### Your goal
Filter the listing and keep only the lines with the word "Render".

### Task material
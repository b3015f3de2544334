//! Document processing errors

/// Malformed or unreadable document.
///
/// The extractor never propagates these: they become `error` or `all_failed`
/// results on the checklist.
#[derive(Debug)]
pub enum DocumentError {
    /// The bytes are not a readable PDF
    Parse(String),
    /// Text layer could not be decoded
    Text(String),
    /// Page could not be rasterized
    Render(String),
    /// OCR engine unavailable or recognition failed
    Ocr(String),
}

impl std::fmt::Display for DocumentError {
    fn fmt(&self, f: &mut std::fmt::Formatter<'_>) -> std::fmt::Result {
        match self {
            Self::Parse(e) => write!(f, "PDF parse error: {e}"),
            Self::Text(e) => write!(f, "text layer error: {e}"),
            Self::Render(e) => write!(f, "render error: {e}"),
            Self::Ocr(e) => write!(f, "OCR error: {e}"),
        }
    }
}

impl std::error::Error for DocumentError {}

### Written response
    Render(String),
            Self::Render(e) => write!(f, "render error: {e}"),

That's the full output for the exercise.